** Records for the task follows **
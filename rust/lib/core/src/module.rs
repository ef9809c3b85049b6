use axum::Router;

/// A feature module that contributes HTTP routes to the dashboard.
///
/// The server binary collects every module and merges their routes into
/// a single Router.
pub trait Module: Send + Sync {
    /// Module name, used for logging.
    fn name(&self) -> &str;

    /// Return the module's routes, merged at the server root.
    fn routes(&self) -> Router;
}
use std::path::Path;

use serde::{Deserialize, Serialize};
use thiserror::Error;

/// Environment variable that selects the upstream firewall API.
pub const BACKEND_URL_ENV: &str = "PUBLIC_BACKEND_URL";

/// Upstream base URL used when nothing else is configured.
pub const DEFAULT_BACKEND_URL: &str = "http://localhost:3000";

/// Default listen address of the dashboard server.
pub const DEFAULT_LISTEN: &str = "0.0.0.0:5173";

#[derive(Error, Debug)]
pub enum ConfigError {
    #[error("failed to read config: {0}")]
    Io(#[from] std::io::Error),

    #[error("failed to parse config: {0}")]
    Parse(#[from] toml::de::Error),

    #[error("invalid config: {0}")]
    Invalid(String),
}

/// Dashboard configuration.
///
/// Resolved in three layers: built-in defaults, an optional TOML file,
/// then the `PUBLIC_BACKEND_URL` environment variable.
///
/// ```toml
/// backend_url = "http://firewall-api.internal:3000"
/// listen = "127.0.0.1:5173"
/// ```
#[derive(Debug, Clone, PartialEq, Eq, Serialize, Deserialize)]
pub struct DashboardConfig {
    /// Base URL of the upstream firewall management API.
    #[serde(default = "default_backend_url")]
    pub backend_url: String,

    /// Listen address for the HTTP server.
    #[serde(default = "default_listen")]
    pub listen: String,
}

fn default_backend_url() -> String {
    DEFAULT_BACKEND_URL.to_string()
}

fn default_listen() -> String {
    DEFAULT_LISTEN.to_string()
}

impl Default for DashboardConfig {
    fn default() -> Self {
        Self {
            backend_url: default_backend_url(),
            listen: default_listen(),
        }
    }
}

impl DashboardConfig {
    /// Load config from a TOML file. Missing keys fall back to defaults.
    pub fn load(path: &Path) -> Result<Self, ConfigError> {
        let content = std::fs::read_to_string(path)?;
        let config: DashboardConfig = toml::from_str(&content)?;
        Ok(config)
    }

    /// Defaults overlaid with the process environment.
    pub fn from_env() -> Self {
        Self::default().apply_env()
    }

    /// Overlay the process environment on this config.
    pub fn apply_env(self) -> Self {
        self.with_lookup(|key| std::env::var(key).ok())
    }

    /// Overlay values from an arbitrary lookup. Empty values are ignored.
    pub fn with_lookup<F>(mut self, lookup: F) -> Self
    where
        F: Fn(&str) -> Option<String>,
    {
        if let Some(url) = lookup(BACKEND_URL_ENV).filter(|v| !v.trim().is_empty()) {
            self.backend_url = url.trim().to_string();
        }
        self
    }

    /// Backend URL without trailing slashes.
    pub fn backend_base(&self) -> &str {
        self.backend_url.trim_end_matches('/')
    }

    /// Reject configurations the server cannot start with.
    pub fn verify(&self) -> Result<(), ConfigError> {
        let base = self.backend_base();
        if base.is_empty() {
            return Err(ConfigError::Invalid("backend_url is empty".into()));
        }
        if !(base.starts_with("http://") || base.starts_with("https://")) {
            return Err(ConfigError::Invalid(format!(
                "backend_url must be an http(s) URL, got {base}"
            )));
        }
        if self.listen.trim().is_empty() {
            return Err(ConfigError::Invalid("listen address is empty".into()));
        }
        Ok(())
    }
}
** End of Records for the task **
• [Task to complete] Consider the entries above and return each line with the string "server".

• [Result below]
/// The server binary collects every module and merges their routes into
    /// Return the module's routes, merged at the server root.
/// Default listen address of the dashboard server.
    /// Listen address for the HTTP server.
    /// Reject configurations the server cannot start with.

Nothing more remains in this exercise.